◆ **What to do**
Copy the data precisely, keeping every character.

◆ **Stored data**
================================
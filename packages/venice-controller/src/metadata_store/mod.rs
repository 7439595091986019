//! Metadata store adapter: the `MetadataStore` trait, its
//! pluggable schema compatibility checker, and an in-memory implementation.

mod compatibility;
mod memory;
mod traits;

pub use compatibility::{DefaultCompatibilityChecker, SchemaCompatibilityChecker};
pub use memory::{new_in_memory_metadata_store, InMemoryMetadataStore};
pub use traits::{MetadataStore, StampedStore};
//! Property-map configuration.
//!
//! The controller is configured from an environment-agnostic
//! `String -> String` property map. `ControllerConfig::from_properties`
//! parses that map into a typed struct with a sensible `Default`,
//! constructed once at startup.

use std::collections::HashMap;
use std::time::Duration;

use thiserror::Error;

/// A key was present but could not be parsed as the expected type.
#[derive(Debug, Error, Clone, PartialEq, Eq)]
pub enum ConfigError {
    #[error("invalid value for '{key}': {reason}")]
    InvalidValue { key: String, reason: String },
}

/// Typed view of the property map recognized by the controller core.
/// Unrecognized keys are ignored.
#[derive(Debug, Clone, PartialEq)]
pub struct ControllerConfig {
    pub controller_cluster_name: String,
    pub controller_cluster_replica: u32,
    pub admin_port: u16,
    pub admin_secure_port: u16,
    pub message_bus_bootstrap_servers: String,
    pub message_bus_ssl_bootstrap_servers: Option<String>,
    pub deprecated_job_topic_retention_ms: u64,
    pub deprecated_job_topic_max_retention_ms: u64,
    pub min_number_of_unused_topics_to_preserve: u32,
    pub min_number_of_store_versions_to_preserve: u32,
    pub native_replication_source_fabric: Option<String>,
    pub ssl_allowlist: Vec<String>,
    pub min_number_of_partitions: u32,
    pub max_number_of_partitions: u32,
}

impl Default for ControllerConfig {
    fn default() -> Self {
        Self {
            controller_cluster_name: "venice-controllers".to_string(),
            controller_cluster_replica: 3,
            admin_port: 7075,
            admin_secure_port: 7076,
            message_bus_bootstrap_servers: "localhost:9092".to_string(),
            message_bus_ssl_bootstrap_servers: None,
            // 5 minutes -- deprecated topics keep a short retention so
            // in-flight slow consumers can still finish.
            deprecated_job_topic_retention_ms: 5 * 60 * 1000,
            // 1 day -- a topic whose retention is above this is not yet
            // considered "truncated".
            deprecated_job_topic_max_retention_ms: 24 * 60 * 60 * 1000,
            min_number_of_unused_topics_to_preserve: 2,
            min_number_of_store_versions_to_preserve: 2,
            native_replication_source_fabric: None,
            ssl_allowlist: Vec::new(),
            min_number_of_partitions: 1,
            max_number_of_partitions: 1024,
        }
    }
}

impl ControllerConfig {
    /// Parses a property map of recognized keys.
    /// Missing keys fall back to the `Default`; present-but-malformed
    /// values are reported as `ConfigError::InvalidValue`.
    pub fn from_properties(props: &HashMap<String, String>) -> Result<Self, ConfigError> {
        let mut cfg = Self::default();

        if let Some(v) = props.get("controllerClusterName") {
            cfg.controller_cluster_name = v.clone();
        }
        if let Some(v) = parse_opt::<u32>(props, "controllerClusterReplica")? {
            cfg.controller_cluster_replica = v;
        }
        if let Some(v) = parse_opt::<u16>(props, "adminPort")? {
            cfg.admin_port = v;
        }
        if let Some(v) = parse_opt::<u16>(props, "adminSecurePort")? {
            cfg.admin_secure_port = v;
        }
        if let Some(v) = props.get("messageBusBootstrapServers") {
            cfg.message_bus_bootstrap_servers = v.clone();
        }
        if let Some(v) = props.get("messageBusSslBootstrapServers") {
            cfg.message_bus_ssl_bootstrap_servers = Some(v.clone());
        }
        if let Some(v) = parse_opt::<u64>(props, "deprecatedJobTopicRetentionMs")? {
            cfg.deprecated_job_topic_retention_ms = v;
        }
        if let Some(v) = parse_opt::<u64>(props, "deprecatedJobTopicMaxRetentionMs")? {
            cfg.deprecated_job_topic_max_retention_ms = v;
        }
        if let Some(v) = parse_opt::<u32>(props, "minNumberOfUnusedTopicsToPreserve")? {
            cfg.min_number_of_unused_topics_to_preserve = v;
        }
        if let Some(v) = parse_opt::<u32>(props, "minNumberOfStoreVersionsToPreserve")? {
            cfg.min_number_of_store_versions_to_preserve = v;
        }
        if let Some(v) = props.get("nativeReplicationSourceFabric") {
            cfg.native_replication_source_fabric = Some(v.clone());
        }
        if let Some(v) = props.get("sslAllowlist") {
            cfg.ssl_allowlist = v.split(',').map(str::to_string).collect();
        }
        if let Some(v) = parse_opt::<u32>(props, "minNumberOfPartitions")? {
            cfg.min_number_of_partitions = v;
        }
        if let Some(v) = parse_opt::<u32>(props, "maxNumberOfPartitions")? {
            cfg.max_number_of_partitions = v;
        }

        Ok(cfg)
    }

    #[must_use]
    pub fn deprecated_retention(&self) -> Duration {
        Duration::from_millis(self.deprecated_job_topic_retention_ms)
    }

    #[must_use]
    pub fn deprecated_max_retention(&self) -> Duration {
        Duration::from_millis(self.deprecated_job_topic_max_retention_ms)
    }
}

fn parse_opt<T: std::str::FromStr>(
    props: &HashMap<String, String>,
    key: &str,
) -> Result<Option<T>, ConfigError> {
    match props.get(key) {
        None => Ok(None),
        Some(raw) => raw
            .parse::<T>()
            .map(Some)
            .map_err(|_| ConfigError::InvalidValue {
                key: key.to_string(),
                reason: format!("could not parse '{raw}'"),
            }),
    }
}

#[cfg(test)]
mod tests {
    use super::*;

    #[test]
    fn defaults_when_map_empty() {
        let cfg = ControllerConfig::from_properties(&HashMap::new()).unwrap();
        assert_eq!(cfg, ControllerConfig::default());
    }

    #[test]
    fn overrides_recognized_keys() {
        let mut props = HashMap::new();
        props.insert("controllerClusterName".to_string(), "venice-ctl-1".to_string());
        props.insert("adminPort".to_string(), "9000".to_string());
        props.insert("sslAllowlist".to_string(), "TLSv1.2,TLSv1.3".to_string());

        let cfg = ControllerConfig::from_properties(&props).unwrap();
        assert_eq!(cfg.controller_cluster_name, "venice-ctl-1");
        assert_eq!(cfg.admin_port, 9000);
        assert_eq!(cfg.ssl_allowlist, vec!["TLSv1.2", "TLSv1.3"]);
    }

    #[test]
    fn malformed_numeric_value_is_reported() {
        let mut props = HashMap::new();
        props.insert("adminPort".to_string(), "not-a-port".to_string());
        let err = ControllerConfig::from_properties(&props).unwrap_err();
        assert!(matches!(err, ConfigError::InvalidValue { key, .. } if key == "adminPort"));
    }

    #[test]
    fn unrecognized_keys_are_ignored() {
        let mut props = HashMap::new();
        props.insert("someUnknownKey".to_string(), "whatever".to_string());
        let cfg = ControllerConfig::from_properties(&props).unwrap();
        assert_eq!(cfg, ControllerConfig::default());
    }
}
================================
◆ **Exercise solution**
filename packages/venice-controller/src/metadata_store/mod.rs
repository 7439595091986019
//! Metadata store adapter: the `MetadataStore` trait, its
//! pluggable schema compatibility checker, and an in-memory implementation.

mod compatibility;
mod memory;
mod traits;

pub use compatibility::{DefaultCompatibilityChecker, SchemaCompatibilityChecker};
pub use memory::{new_in_memory_metadata_store, InMemoryMetadataStore};
pub use traits::{MetadataStore, StampedStore};
//! Property-map configuration.
//!
//! The controller is configured from an environment-agnostic
//! `String -> String` property map. `ControllerConfig::from_properties`
//! parses that map into a typed struct with a sensible `Default`,
//! constructed once at startup.

use std::collections::HashMap;
use std::time::Duration;

use thiserror::Error;

/// A key was present but could not be parsed as the expected type.
#[derive(Debug, Error, Clone, PartialEq, Eq)]
pub enum ConfigError {
    #[error("invalid value for '{key}': {reason}")]
    InvalidValue { key: String, reason: String },
}

/// Typed view of the property map recognized by the controller core.
/// Unrecognized keys are ignored.
#[derive(Debug, Clone, PartialEq)]
pub struct ControllerConfig {
    pub controller_cluster_name: String,
    pub controller_cluster_replica: u32,
    pub admin_port: u16,
    pub admin_secure_port: u16,
    pub message_bus_bootstrap_servers: String,
    pub message_bus_ssl_bootstrap_servers: Option<String>,
    pub deprecated_job_topic_retention_ms: u64,
    pub deprecated_job_topic_max_retention_ms: u64,
    pub min_number_of_unused_topics_to_preserve: u32,
    pub min_number_of_store_versions_to_preserve: u32,
    pub native_replication_source_fabric: Option<String>,
    pub ssl_allowlist: Vec<String>,
    pub min_number_of_partitions: u32,
    pub max_number_of_partitions: u32,
}

impl Default for ControllerConfig {
    fn default() -> Self {
        Self {
            controller_cluster_name: "venice-controllers".to_string(),
            controller_cluster_replica: 3,
            admin_port: 7075,
            admin_secure_port: 7076,
            message_bus_bootstrap_servers: "localhost:9092".to_string(),
            message_bus_ssl_bootstrap_servers: None,
            // 5 minutes -- deprecated topics keep a short retention so
            // in-flight slow consumers can still finish.
            deprecated_job_topic_retention_ms: 5 * 60 * 1000,
            // 1 day -- a topic whose retention is above this is not yet
            // considered "truncated".
            deprecated_job_topic_max_retention_ms: 24 * 60 * 60 * 1000,
            min_number_of_unused_topics_to_preserve: 2,
            min_number_of_store_versions_to_preserve: 2,
            native_replication_source_fabric: None,
            ssl_allowlist: Vec::new(),
            min_number_of_partitions: 1,
            max_number_of_partitions: 1024,
        }
    }
}

impl ControllerConfig {
    /// Parses a property map of recognized keys.
    /// Missing keys fall back to the `Default`; present-but-malformed
    /// values are reported as `ConfigError::InvalidValue`.
    pub fn from_properties(props: &HashMap<String, String>) -> Result<Self, ConfigError> {
        let mut cfg = Self::default();

        if let Some(v) = props.get("controllerClusterName") {
            cfg.controller_cluster_name = v.clone();
        }
        if let Some(v) = parse_opt::<u32>(props, "controllerClusterReplica")? {
            cfg.controller_cluster_replica = v;
        }
        if let Some(v) = parse_opt::<u16>(props, "adminPort")? {
            cfg.admin_port = v;
        }
        if let Some(v) = parse_opt::<u16>(props, "adminSecurePort")? {
            cfg.admin_secure_port = v;
        }
        if let Some(v) = props.get("messageBusBootstrapServers") {
            cfg.message_bus_bootstrap_servers = v.clone();
        }
        if let Some(v) = props.get("messageBusSslBootstrapServers") {
            cfg.message_bus_ssl_bootstrap_servers = Some(v.clone());
        }
        if let Some(v) = parse_opt::<u64>(props, "deprecatedJobTopicRetentionMs")? {
            cfg.deprecated_job_topic_retention_ms = v;
        }
        if let Some(v) = parse_opt::<u64>(props, "deprecatedJobTopicMaxRetentionMs")? {
            cfg.deprecated_job_topic_max_retention_ms = v;
        }
        if let Some(v) = parse_opt::<u32>(props, "minNumberOfUnusedTopicsToPreserve")? {
            cfg.min_number_of_unused_topics_to_preserve = v;
        }
        if let Some(v) = parse_opt::<u32>(props, "minNumberOfStoreVersionsToPreserve")? {
            cfg.min_number_of_store_versions_to_preserve = v;
        }
        if let Some(v) = props.get("nativeReplicationSourceFabric") {
            cfg.native_replication_source_fabric = Some(v.clone());
        }
        if let Some(v) = props.get("sslAllowlist") {
            cfg.ssl_allowlist = v.split(',').map(str::to_string).collect();
        }
        if let Some(v) = parse_opt::<u32>(props, "minNumberOfPartitions")? {
            cfg.min_number_of_partitions = v;
        }
        if let Some(v) = parse_opt::<u32>(props, "maxNumberOfPartitions")? {
            cfg.max_number_of_partitions = v;
        }

        Ok(cfg)
    }

    #[must_use]
    pub fn deprecated_retention(&self) -> Duration {
        Duration::from_millis(self.deprecated_job_topic_retention_ms)
    }

    #[must_use]
    pub fn deprecated_max_retention(&self) -> Duration {
        Duration::from_millis(self.deprecated_job_topic_max_retention_ms)
    }
}

fn parse_opt<T: std::str::FromStr>(
    props: &HashMap<String, String>,
    key: &str,
) -> Result<Option<T>, ConfigError> {
    match props.get(key) {
        None => Ok(None),
        Some(raw) => raw
            .parse::<T>()
            .map(Some)
            .map_err(|_| ConfigError::InvalidValue {
                key: key.to_string(),
                reason: format!("could not parse '{raw}'"),
            }),
    }
}

#[cfg(test)]
mod tests {
    use super::*;

    #[test]
    fn defaults_when_map_empty() {
        let cfg = ControllerConfig::from_properties(&HashMap::new()).unwrap();
        assert_eq!(cfg, ControllerConfig::default());
    }

    #[test]
    fn overrides_recognized_keys() {
        let mut props = HashMap::new();
        props.insert("controllerClusterName".to_string(), "venice-ctl-1".to_string());
        props.insert("adminPort".to_string(), "9000".to_string());
        props.insert("sslAllowlist".to_string(), "TLSv1.2,TLSv1.3".to_string());

        let cfg = ControllerConfig::from_properties(&props).unwrap();
        assert_eq!(cfg.controller_cluster_name, "venice-ctl-1");
        assert_eq!(cfg.admin_port, 9000);
        assert_eq!(cfg.ssl_allowlist, vec!["TLSv1.2", "TLSv1.3"]);
    }

    #[test]
    fn malformed_numeric_value_is_reported() {
        let mut props = HashMap::new();
        props.insert("adminPort".to_string(), "not-a-port".to_string());
        let err = ControllerConfig::from_properties(&props).unwrap_err();
        assert!(matches!(err, ConfigError::InvalidValue { key, .. } if key == "adminPort"));
    }

    #[test]
    fn unrecognized_keys_are_ignored() {
        let mut props = HashMap::new();
        props.insert("someUnknownKey".to_string(), "whatever".to_string());
        let cfg = ControllerConfig::from_properties(&props).unwrap();
        assert_eq!(cfg, ControllerConfig::default());
    }
}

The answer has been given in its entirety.